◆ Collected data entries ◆
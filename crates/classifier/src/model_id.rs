//! Model identifiers

use serde::{Deserialize, Serialize};
use std::fmt;

use bot_nlu_core::Language;

use crate::training_set::TrainingSet;

/// Identifies a trained model artifact
#[derive(Debug, Clone, PartialEq, Eq, Hash, Serialize, Deserialize)]
#[serde(transparent)]
pub struct ModelId(String);

impl ModelId {
    pub fn new(id: impl Into<String>) -> Self {
        Self(id.into())
    }

    /// Content-derived id, `<lang>-<hex16>`. Identical training data in the
    /// same language always yields the same id.
    pub fn derive(language: &Language, set: &TrainingSet) -> Self {
        let hash = blake3::hash(set.render().as_bytes());
        let hex = hash.to_hex();
        Self(format!("{}-{}", language, &hex.as_str()[..16]))
    }

    pub fn as_str(&self) -> &str {
        &self.0
    }
}

impl fmt::Display for ModelId {
    fn fmt(&self, f: &mut fmt::Formatter<'_>) -> fmt::Result {
        f.write_str(&self.0)
    }
}

impl From<String> for ModelId {
    fn from(id: String) -> Self {
        Self(id)
    }
}

impl From<&str> for ModelId {
    fn from(id: &str) -> Self {
        Self(id.to_string())
    }
}
//! Intent definitions and predictions

use serde::{Deserialize, Serialize};

/// Name of the sentinel intent returned when the classifier has nothing to say
pub const NONE_INTENT: &str = "none";

/// Slot declared by an intent
#[derive(Debug, Clone, PartialEq, Serialize, Deserialize)]
pub struct SlotDefinition {
    /// Slot name
    pub name: String,
    /// Entity names that can fill this slot
    #[serde(default)]
    pub entities: Vec<String>,
}

/// Intent authored for a bot
///
/// Loaded read-only for a training run; the exact matcher and the classifier
/// never mutate it.
#[derive(Debug, Clone, PartialEq, Serialize, Deserialize)]
pub struct IntentDefinition {
    /// Intent name, also used as the classifier label
    pub name: String,
    /// Contexts this intent belongs to
    #[serde(default)]
    pub contexts: Vec<String>,
    /// Example utterances
    #[serde(default)]
    pub utterances: Vec<String>,
    /// Declared slots
    #[serde(default)]
    pub slots: Vec<SlotDefinition>,
}

impl IntentDefinition {
    pub fn new(name: impl Into<String>) -> Self {
        Self {
            name: name.into(),
            contexts: Vec::new(),
            utterances: Vec::new(),
            slots: Vec::new(),
        }
    }

    pub fn with_contexts<I, S>(mut self, contexts: I) -> Self
    where
        I: IntoIterator<Item = S>,
        S: Into<String>,
    {
        self.contexts = contexts.into_iter().map(Into::into).collect();
        self
    }

    pub fn with_utterances<I, S>(mut self, utterances: I) -> Self
    where
        I: IntoIterator<Item = S>,
        S: Into<String>,
    {
        self.utterances = utterances.into_iter().map(Into::into).collect();
        self
    }

    /// Whether this intent is a candidate for the given active contexts.
    ///
    /// An empty `active` set means no filtering.
    pub fn in_contexts(&self, active: &[String]) -> bool {
        active.is_empty() || self.contexts.iter().any(|c| active.contains(c))
    }

    /// The context a prediction for this intent resolves to: the first
    /// declared context that is active, falling back to the first declared one
    pub fn resolve_context(&self, active: &[String]) -> Option<String> {
        self.contexts
            .iter()
            .find(|c| active.contains(c))
            .or_else(|| self.contexts.first())
            .cloned()
    }
}

/// One intent prediction
#[derive(Debug, Clone, PartialEq, Serialize, Deserialize)]
pub struct Prediction {
    /// Intent name
    pub name: String,
    /// Confidence in [0, 1]
    pub confidence: f32,
    /// Context the intent was resolved in
    #[serde(default, skip_serializing_if = "Option::is_none")]
    pub context: Option<String>,
}

impl Prediction {
    pub fn new(name: impl Into<String>, confidence: f32) -> Self {
        Self {
            name: name.into(),
            confidence: confidence.clamp(0.0, 1.0),
            context: None,
        }
    }

    pub fn with_context(mut self, context: Option<String>) -> Self {
        self.context = context;
        self
    }

    /// Sentinel returned when the engine produced no parseable prediction
    pub fn none(confidence: f32) -> Self {
        Self::new(NONE_INTENT, confidence)
    }

    /// Whether this is the "none" sentinel
    pub fn is_none_intent(&self) -> bool {
        self.name == NONE_INTENT
    }
}

/// Sort predictions by descending confidence; ties keep their input order
pub fn sort_predictions(predictions: &mut [Prediction]) {
    predictions.sort_by(|a, b| b.confidence.total_cmp(&a.confidence));
}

◆ YOUR GOAL ◆
Could you copy each line above word for word?

◆ ANSWER TO THIS EXERCISE ◆
filename crates/classifier/src/model_id.rs
//! Model identifiers

use serde::{Deserialize, Serialize};
use std::fmt;

use bot_nlu_core::Language;

use crate::training_set::TrainingSet;

/// Identifies a trained model artifact
#[derive(Debug, Clone, PartialEq, Eq, Hash, Serialize, Deserialize)]
#[serde(transparent)]
pub struct ModelId(String);

impl ModelId {
    pub fn new(id: impl Into<String>) -> Self {
        Self(id.into())
    }

    /// Content-derived id, `<lang>-<hex16>`. Identical training data in the
    /// same language always yields the same id.
    pub fn derive(language: &Language, set: &TrainingSet) -> Self {
        let hash = blake3::hash(set.render().as_bytes());
        let hex = hash.to_hex();
        Self(format!("{}-{}", language, &hex.as_str()[..16]))
    }

    pub fn as_str(&self) -> &str {
        &self.0
    }
}

impl fmt::Display for ModelId {
    fn fmt(&self, f: &mut fmt::Formatter<'_>) -> fmt::Result {
        f.write_str(&self.0)
    }
}

impl From<String> for ModelId {
    fn from(id: String) -> Self {
        Self(id)
    }
}

impl From<&str> for ModelId {
    fn from(id: &str) -> Self {
        Self(id.to_string())
    }
}
//! Intent definitions and predictions

use serde::{Deserialize, Serialize};

/// Name of the sentinel intent returned when the classifier has nothing to say
pub const NONE_INTENT: &str = "none";

/// Slot declared by an intent
#[derive(Debug, Clone, PartialEq, Serialize, Deserialize)]
pub struct SlotDefinition {
    /// Slot name
    pub name: String,
    /// Entity names that can fill this slot
    #[serde(default)]
    pub entities: Vec<String>,
}

/// Intent authored for a bot
///
/// Loaded read-only for a training run; the exact matcher and the classifier
/// never mutate it.
#[derive(Debug, Clone, PartialEq, Serialize, Deserialize)]
pub struct IntentDefinition {
    /// Intent name, also used as the classifier label
    pub name: String,
    /// Contexts this intent belongs to
    #[serde(default)]
    pub contexts: Vec<String>,
    /// Example utterances
    #[serde(default)]
    pub utterances: Vec<String>,
    /// Declared slots
    #[serde(default)]
    pub slots: Vec<SlotDefinition>,
}

impl IntentDefinition {
    pub fn new(name: impl Into<String>) -> Self {
        Self {
            name: name.into(),
            contexts: Vec::new(),
            utterances: Vec::new(),
            slots: Vec::new(),
        }
    }

    pub fn with_contexts<I, S>(mut self, contexts: I) -> Self
    where
        I: IntoIterator<Item = S>,
        S: Into<String>,
    {
        self.contexts = contexts.into_iter().map(Into::into).collect();
        self
    }

    pub fn with_utterances<I, S>(mut self, utterances: I) -> Self
    where
        I: IntoIterator<Item = S>,
        S: Into<String>,
    {
        self.utterances = utterances.into_iter().map(Into::into).collect();
        self
    }

    /// Whether this intent is a candidate for the given active contexts.
    ///
    /// An empty `active` set means no filtering.
    pub fn in_contexts(&self, active: &[String]) -> bool {
        active.is_empty() || self.contexts.iter().any(|c| active.contains(c))
    }

    /// The context a prediction for this intent resolves to: the first
    /// declared context that is active, falling back to the first declared one
    pub fn resolve_context(&self, active: &[String]) -> Option<String> {
        self.contexts
            .iter()
            .find(|c| active.contains(c))
            .or_else(|| self.contexts.first())
            .cloned()
    }
}

/// One intent prediction
#[derive(Debug, Clone, PartialEq, Serialize, Deserialize)]
pub struct Prediction {
    /// Intent name
    pub name: String,
    /// Confidence in [0, 1]
    pub confidence: f32,
    /// Context the intent was resolved in
    #[serde(default, skip_serializing_if = "Option::is_none")]
    pub context: Option<String>,
}

impl Prediction {
    pub fn new(name: impl Into<String>, confidence: f32) -> Self {
        Self {
            name: name.into(),
            confidence: confidence.clamp(0.0, 1.0),
            context: None,
        }
    }

    pub fn with_context(mut self, context: Option<String>) -> Self {
        self.context = context;
        self
    }

    /// Sentinel returned when the engine produced no parseable prediction
    pub fn none(confidence: f32) -> Self {
        Self::new(NONE_INTENT, confidence)
    }

    /// Whether this is the "none" sentinel
    pub fn is_none_intent(&self) -> bool {
        self.name == NONE_INTENT
    }
}

/// Sort predictions by descending confidence; ties keep their input order
pub fn sort_predictions(predictions: &mut [Prediction]) {
    predictions.sort_by(|a, b| b.confidence.total_cmp(&a.confidence));
}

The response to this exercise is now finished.